April 12, 2019
Posted by: DevDigital
Competitive gaming has taken off in popularity over this past decade. The rise of competitive gaming genres (battle royal, first person shooter, sports, etc.), as well as dedicated streaming services and rising social media gaming stars has created this new craving for structured formats and events that revolve around these competitive video games.
Our clients at Guaranteed Gaming have a website, where gamers are looking to scratch their competitive itch and find various tournaments to enter. Not only can gamers sign up for tournaments for the game of their choice once registered to the site, but they can also wager in-site currency on themselves, or possibly others.
We sat down with DevDigital’s Cody Landrum, the project manager who oversees the development of the site, on how the site came about and the unique features it offers gamers.
DevDigital: Have you built a website like this before?
Cody Landrum: This is a first and our first run at a tournament bracket.
DD: Who came to whom first, and was pitching the idea that they want to do, not a gambling system per se, but a wagering system when it comes to gaming tournaments?
CL: They had reached out to us with video games being in their eyes, like Fortnite tournaments. They came to us and said, “Hey, there's a bunch of sites that already do this. We kind of want to do it ourselves.” Their thing was, they wanted to create a site which they could post these tournaments and create these tournaments because the only ones that were really going on were the professional ones, whereas there a lot of really good players that aren't professionals that would like to play.
So, they came to us with the idea of creating a tournament system where you would apply coins to a tournament and, at the end, you would get a coin cash prize.
DD: The coin currency is fake money right now?
CL: Yes, it's all fake.
They could apply coins and can give people coins, but you can use those coins to apply towards different other kinds of rewards or whatever is there.
DD: Is that something that they're working on right now?
CL: So, that's a tossup in the air for merchandise and that kind of stuff. There are two to four types of tournaments. It could be, like, first place wins all, or first, second, and third place have a share of the payout.
Our thought is, you sign up for a membership, and let's say there's three different types of membership: bronze, silver and gold.
Bronze gets five entries per month, silver gets ten, and gold gets 15, so they can enter in up to 15 different tournaments. Teams will require not one entry per team, but one entry per person per team.
DD: Twitch has something similar where they do a wagering system for viewers. Did they kind of get inspiration from that a little bit?
CL: It's more based off an old system, in which you create a team and your team gets ranked, based off how many wins and how many coins you have. That's really the only competition tracking, but really it was for those that are willing to wager the money on themselves in a tournament setting that may not be professional or just that want to have fun. They want it to be both competitive and kind of casual.
With video games being on the rise, if they have one or two successful tournaments, or maybe a pro-am type thing, people will start to sign up.
DD: And they could potentially get some sponsorships for tournaments?
CL: Maybe get a Twitch streamer as well. Just to kind of grow it from there.

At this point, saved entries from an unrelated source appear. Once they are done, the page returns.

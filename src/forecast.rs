//! Long-range climate projections used when the climate model is unavailable.

use crate::sources::open_meteo::WeatherSummary;

/// Warming trend applied to the mean temperature (°C per year).
pub const TEMP_TREND_PER_YEAR: f64 = 0.03;

/// Days covered by a projected summary.
pub const PROJECTED_DAYS: usize = 365;

/// Extrapolates a historical summary `years_ahead` years forward.
///
/// Maxima warm faster (×1.2) and minima slower (×0.8) than the mean;
/// humidity and precipitation creep up while solar radiation decays by 2%
/// a year. Wind speed is carried over unchanged.
///
/// # Arguments
///
/// * `history` - Summary of the reference period
/// * `years_ahead` - Target start year minus the reference year (may be negative)
pub fn project_from_trend(history: &WeatherSummary, years_ahead: i32) -> WeatherSummary {
    let y = f64::from(years_ahead);
    let warming = TEMP_TREND_PER_YEAR * y;
    WeatherSummary {
        avg_temp_max: history.avg_temp_max + warming * 1.2,
        avg_temp_min: history.avg_temp_min + warming * 0.8,
        avg_temp_mean: history.avg_temp_mean + warming,
        avg_humidity: history.avg_humidity * (1.0 + y * 0.001),
        avg_wind_speed: history.avg_wind_speed,
        total_precipitation: history.total_precipitation * (1.0 + y * 0.005),
        avg_solar_radiation: history.avg_solar_radiation * 0.98_f64.powi(years_ahead),
        days_analyzed: PROJECTED_DAYS,
    }
}

/// Latitude-only climate estimate, warmed by the same trend.
///
/// Base temperature falls 0.6 °C per degree of latitude from 30 °C at the
/// equator; humidity is in percent. Used when neither the climate model nor
/// real history exists.
pub fn simulate_projection(latitude: f64, years_ahead: i32) -> WeatherSummary {
    let abs_lat = latitude.abs();
    let base_temp = 30.0 - abs_lat * 0.6;
    let warming = TEMP_TREND_PER_YEAR * f64::from(years_ahead);
    WeatherSummary {
        avg_temp_max: base_temp + 8.0 + warming,
        avg_temp_min: base_temp - 5.0 + warming,
        avg_temp_mean: base_temp + warming,
        avg_humidity: 65.0 - abs_lat * 0.5,
        avg_wind_speed: 3.0 + (abs_lat * std::f64::consts::PI / 90.0).sin().abs() * 2.0,
        total_precipitation: 800.0 - abs_lat * 10.0,
        avg_solar_radiation: 200.0 - abs_lat * 2.0,
        days_analyzed: PROJECTED_DAYS,
    }
}
//! API response and query types.

use serde::{Deserialize, Serialize};

use crate::balance::{EnergyBalance, GenerationMix};
use crate::price::{PriceForecast, PriceLevel};
use crate::recommend::ExpansionRecommendation;

#[derive(Debug, Serialize)]
pub struct HealthResponse {
    pub status: &'static str,
}

/// Known region codes in alphabetical order.
#[derive(Debug, Serialize)]
pub struct RegionsResponse {
    pub regions: Vec<String>,
}

#[derive(Debug, Serialize)]
pub struct BalanceResponse {
    /// Resolved region code.
    pub region: String,
    #[serde(flatten)]
    pub balance: EnergyBalance,
    pub is_deficit: bool,
}

#[derive(Debug, Serialize)]
pub struct MixResponse {
    pub region: String,
    /// Percent share per source.
    pub mix: GenerationMix,
    pub renewable_pct: f64,
}

#[derive(Debug, Serialize)]
pub struct RecommendationsResponse {
    pub region: String,
    pub recommendations: Vec<ExpansionRecommendation>,
}

#[derive(Debug, Serialize)]
pub struct PriceResponse {
    pub region: String,
    #[serde(flatten)]
    pub forecast: PriceForecast,
    pub level: PriceLevel,
}

/// Raw query parameters; parsed by the handlers so malformed values yield
/// an [`ErrorResponse`] instead of axum's plain-text rejection.
#[derive(Debug, Default, Deserialize)]
pub struct RegionQuery {
    /// Comma-separated forecast years, e.g. `2030,2035`.
    pub years: Option<String>,
    /// Locality population.
    pub population: Option<String>,
    /// Expected annual demand in MWh.
    pub future_demand_mwh: Option<String>,
    pub lat: Option<String>,
    pub lon: Option<String>,
}

/// Error response body for 400-class errors.
#[derive(Debug, Serialize)]
pub struct ErrorResponse {
    /// Human-readable error message.
    pub error: String,
}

DD: If something like this is featured by any kind of big named Twitch streamer, it'll take off, right?
CL: I would think so. I mean because it's to the point where you could you could really add in anything that has a tournament style where there are players competing against each other.

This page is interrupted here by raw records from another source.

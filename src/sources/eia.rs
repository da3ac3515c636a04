//! EIA retail electricity sales client.

use std::collections::HashMap;
use std::sync::Arc;
use std::time::Duration;

use serde::{Deserialize, Deserializer, Serialize};

use crate::config::EiaConfig;
use crate::error::{GatewayError, GatewayResult};
use crate::gateway::clock::Clock;
use crate::gateway::{DataGateway, GatewayPolicy};
use crate::profile::resolve_region;

use super::{Dataset, send_json};

/// Unit of the sales figures returned by the service.
pub const EIA_SALES_UNIT: &str = "million kilowatthours";
/// Unit of simulated sales figures.
pub const SIMULATED_SALES_UNIT: &str = "megawatthours";
/// Population assumed for regions missing from the population table.
pub const DEFAULT_POPULATION: u64 = 5_000_000;
/// Average annual consumption per resident, kWh.
pub const KWH_PER_CAPITA: f64 = 11_000.0;

/// Sales broken down by customer sector.
#[derive(Debug, Clone, Copy, Default, PartialEq, Serialize)]
pub struct SectorSales {
    pub residential: f64,
    pub commercial: f64,
    pub industrial: f64,
    pub transportation: f64,
    pub total: f64,
}

/// Annual sales of one region.
#[derive(Debug, Clone, PartialEq, Serialize)]
pub struct SalesSummary {
    pub region: String,
    pub year: i32,
    pub sales: SectorSales,
    pub unit: String,
    /// `total / 12`
    pub avg_monthly: f64,
}

/// One upstream row.
#[derive(Debug, Clone, PartialEq, Serialize, Deserialize)]
pub struct SalesRecord {
    #[serde(default)]
    pub period: String,
    #[serde(default, rename = "sectorid")]
    pub sector: String,
    #[serde(default, deserialize_with = "number_or_string")]
    pub sales: Option<f64>,
}

pub type SalesData = Dataset<SalesRecord, SalesSummary>;

#[derive(Debug, Deserialize)]
struct SalesResponse {
    response: Option<SalesBody>,
}

#[derive(Debug, Deserialize)]
struct SalesBody {
    #[serde(default)]
    data: Vec<SalesRecord>,
}

/// The service reports figures as strings or numbers and sometimes `null`.
fn number_or_string<'de, D: Deserializer<'de>>(de: D) -> Result<Option<f64>, D::Error> {
    Ok(match serde_json::Value::deserialize(de)? {
        serde_json::Value::Number(n) => n.as_f64(),
        serde_json::Value::String(s) => s.trim().parse().ok(),
        _ => None,
    })
}

/// Folds rows into the sector breakdown.
///
/// An `ALL` row, when present, is the total; otherwise the total is the sum
/// of all rows. Returns `None` when there are no rows.
pub fn summarize(region: &str, year: i32, records: &[SalesRecord]) -> Option<SalesSummary> {
    if records.is_empty() {
        return None;
    }
    let mut sales = SectorSales::default();
    let mut row_sum = 0.0;
    let mut all_row: Option<f64> = None;
    for record in records {
        let value = record.sales.unwrap_or(0.0);
        match record.sector.trim().to_ascii_uppercase().as_str() {
            "ALL" => {
                *all_row.get_or_insert(0.0) += value;
                continue;
            }
            "RES" | "RESIDENTIAL" => sales.residential += value,
            "COM" | "COMMERCIAL" => sales.commercial += value,
            "IND" | "INDUSTRIAL" => sales.industrial += value,
            "TRA" | "TRANSPORTATION" => sales.transportation += value,
            _ => {}
        }
        row_sum += value;
    }
    sales.total = all_row.unwrap_or(row_sum);
    Some(SalesSummary {
        region: region.to_string(),
        year,
        sales,
        unit: EIA_SALES_UNIT.to_string(),
        avg_monthly: sales.total / 12.0,
    })
}

/// Sales estimate from population at 11,000 kWh per resident.
pub fn simulate_sales(region: &str, year: i32, population: Option<u64>) -> SalesData {
    let people = population.unwrap_or(DEFAULT_POPULATION) as f64;
    let total = people * KWH_PER_CAPITA / 1000.0;
    SalesData::synthesized(SalesSummary {
        region: region.to_string(),
        year,
        sales: SectorSales {
            residential: total * 0.38,
            commercial: total * 0.36,
            industrial: total * 0.26,
            transportation: total * 0.001,
            total,
        },
        unit: SIMULATED_SALES_UNIT.to_string(),
        avg_monthly: total / 12.0,
    })
}

/// Retail sales service behind a 24 h cache.
#[derive(Debug)]
pub struct EiaClient {
    http: reqwest::Client,
    base_url: String,
    token: Option<String>,
    populations: HashMap<String, u64>,
    gateway: DataGateway<SalesData>,
    ttl: Duration,
}

impl EiaClient {
    pub fn new(
        config: &EiaConfig,
        http: reqwest::Client,
        clock: Arc<dyn Clock>,
        policy: GatewayPolicy,
        ttl: Duration,
        populations: HashMap<String, u64>,
    ) -> Self {
        Self {
            http,
            base_url: config.base_url.trim_end_matches('/').to_string(),
            token: config.token.clone(),
            populations,
            gateway: DataGateway::new("eia", clock, policy),
            ttl,
        }
    }

    pub fn gateway(&self) -> &DataGateway<SalesData> {
        &self.gateway
    }

    /// Annual retail sales for a region (code or state name).
    ///
    /// Without a token every request is simulated from population.
    pub async fn retail_sales(&self, region: &str, year: i32) -> SalesData {
        let code = resolve_region(region);
        let key = format!("eia_{code}_{year}");
        let population = self.populations.get(&code).copied();
        let fetched = self
            .gateway
            .fetch(
                &key,
                self.ttl,
                || self.request(&code, year),
                |_| simulate_sales(&code, year, population),
            )
            .await;
        SalesData::from_fetched(fetched)
    }

    async fn request(&self, code: &str, year: i32) -> GatewayResult<SalesData> {
        let token = self.token.as_deref().ok_or(GatewayError::MissingCredential("EIA"))?;
        let year_str = year.to_string();
        let request = self
            .http
            .get(format!("{}/electricity/retail-sales/data/", self.base_url))
            .query(&[
                ("api_key", token),
                ("frequency", "annual"),
                ("data[0]", "sales"),
                ("facets[stateid][]", code),
                ("start", year_str.as_str()),
                ("end", year_str.as_str()),
                ("sort[0][column]", "period"),
                ("sort[0][direction]", "desc"),
            ]);
        let response: SalesResponse = send_json(request).await?;
        let records = response.response.map(|r| r.data).unwrap_or_default();
        let summary = summarize(code, year, &records);
        Ok(SalesData::observed(records, summary))
    }
}

#[cfg(test)]
mod tests {
    use super::*;
    use crate::gateway::ManualClock;
    use mockito::{Matcher, Server};
    use serde_json::json;

    fn record(sector: &str, sales: f64) -> SalesRecord {
        SalesRecord {
            period: "2023".into(),
            sector: sector.into(),
            sales: Some(sales),
        }
    }

    fn client(base_url: &str, token: Option<&str>) -> EiaClient {
        let config = EiaConfig {
            base_url: base_url.to_string(),
            token: token.map(str::to_string),
        };
        let policy = GatewayPolicy {
            max_attempts: 1,
            ..GatewayPolicy::default()
        };
        EiaClient::new(
            &config,
            reqwest::Client::new(),
            Arc::new(ManualClock::new(0)),
            policy,
            Duration::from_secs(24 * 3600),
            HashMap::from([("TX".to_string(), 29_145_505)]),
        )
    }

    #[test]
    fn all_row_is_the_total() {
        let rows = [
            record("RES", 100.0),
            record("COM", 80.0),
            record("IND", 60.0),
            record("ALL", 245.0),
        ];
        let s = summarize("TX", 2023, &rows).unwrap();
        assert_eq!(s.sales.residential, 100.0);
        assert_eq!(s.sales.total, 245.0);
        assert!((s.avg_monthly - 245.0 / 12.0).abs() < 1e-12);
    }

    #[test]
    fn total_sums_rows_without_all() {
        let rows = [record("residential", 10.0), record("TRA", 1.0), record("OTH", 4.0)];
        let s = summarize("TX", 2023, &rows).unwrap();
        assert_eq!(s.sales.transportation, 1.0);
        assert_eq!(s.sales.total, 15.0);
    }

    #[test]
    fn no_rows_means_no_summary() {
        assert!(summarize("TX", 2023, &[]).is_none());
    }

    #[test]
    fn sales_accept_strings_and_numbers() {
        let rows: Vec<SalesRecord> = serde_json::from_value(json!([
            {"period": "2023", "sectorid": "RES", "sales": "12.5"},
            {"period": "2023", "sectorid": "COM", "sales": 7},
            {"period": "2023", "sectorid": "IND", "sales": null}
        ]))
        .unwrap();
        assert_eq!(rows[0].sales, Some(12.5));
        assert_eq!(rows[1].sales, Some(7.0));
        assert_eq!(rows[2].sales, None);
    }

    #[test]
    fn simulation_scales_with_population() {
        let data = simulate_sales("TX", 2024, Some(1_000));
        let s = data.summary.unwrap();
        assert_eq!(s.sales.total, 11_000.0);
        assert!((s.sales.residential - 4_180.0).abs() < 1e-9);
        let unknown = simulate_sales("ZZ", 2024, None).summary.unwrap();
        assert_eq!(unknown.sales.total, 55_000_000.0);
    }

    #[tokio::test]
    async fn missing_token_uses_population_table() {
        let c = client("http://127.0.0.1:9", None);
        let data = c.retail_sales("Texas", 2024).await;
        assert!(data.simulated);
        let s = data.summary.unwrap();
        assert_eq!(s.region, "TX");
        assert!((s.sales.total - 29_145_505.0 * 11.0).abs() < 1e-3);
    }

    #[tokio::test]
    async fn live_response_is_aggregated() {
        let mut server = Server::new_async().await;
        let mock = server
            .mock("GET", "/electricity/retail-sales/data/")
            .match_query(Matcher::AllOf(vec![
                Matcher::UrlEncoded("api_key".into(), "k".into()),
                Matcher::UrlEncoded("facets[stateid][]".into(), "CA".into()),
                Matcher::UrlEncoded("start".into(), "2023".into()),
            ]))
            .with_status(200)
            .with_body(
                json!({
                    "response": {
                        "data": [
                            {"period": "2023", "sectorid": "RES", "sales": "90000"},
                            {"period": "2023", "sectorid": "ALL", "sales": "250000"}
                        ]
                    }
                })
                .to_string(),
            )
            .create_async()
            .await;

        let c = client(&server.url(), Some("k"));
        let data = c.retail_sales("ca", 2023).await;
        assert!(!data.simulated);
        assert_eq!(data.days.len(), 2);
        let s = data.summary.unwrap();
        assert_eq!(s.sales.total, 250_000.0);
        assert_eq!(s.unit, EIA_SALES_UNIT);
        mock.assert_async().await;
    }

    #[tokio::test]
    async fn server_error_falls_back() {
        let mut server = Server::new_async().await;
        let _mock = server
            .mock("GET", Matcher::Any)
            .match_query(Matcher::Any)
            .with_status(500)
            .create_async()
            .await;

        let c = client(&server.url(), Some("k"));
        let data = c.retail_sales("TX", 2022).await;
        assert!(data.simulated);
        assert_eq!(data, simulate_sales("TX", 2022, Some(29_145_505)));
    }
}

They have the capability of running any tournament in here. No matter if it's Minecraft, or if they have whoever can build the best and get the judge or whatever it may be. Any game that you can think of to have a tournament, they could run it.
That was one of the biggest issues I know when I played in those types of tournaments back in the day, was the downtime between if somebody doesn't put in a score. Let's say we’re playing, and you win. The way that it validates is that we both must put our score in.
That was then, and now results shoot a report over to moderators. Moderators have time to have to push it through. So, it'll be quick on that front. The report will go to a Twitter account.
There are image splitters built into it. When you validate your score, you can send a screenshot so you can put in the screen. Let's say you have the score screen after a game of Call of Duty. It will show you how many kills you have in the game for the past 10 games. Gamers could pull up that lead stat board and taken to task on that.
DD: Will they start doing rankings based off coins earned or just wins?
CL: They could choose based off coins on the leaderboard. It will track coins and wins. You might have the most games played, or the most wins, or most earnings for coins, and so on. It tracks how many coins you have earned from tournaments.
There have been talks about potentially doing some type of like rewards for being on top of. So, maybe if you have the most wins in a month you get an additional 20 points, or 30 coins, or maybe some merchandise. It's just kind of it's all up in the air. They’ve got a bunch of capability, and it's all built into for them to kind of take the reins and do what they want. It’s very adaptive.
DD: So Call of Duty, Fortnite, and FIFA are the kinds of big ones featured on the site, but Apex Legends is out there right now. Tom Clancy’s The Division 2 is out there as well. Are they requesting that new games come out right now, or are they just still kind of testing these ones right now?
CL: They have the functionality to add in as many games as they want.
It's very simple in the tournament to where they would pick, they would add in a game they would add in the rules themselves, they would create the tournament based on how many players they would like, as well as how many players per team and then they could run it. So realistically, as games come out, their system is built to kind of adapt without us having to hold their hand.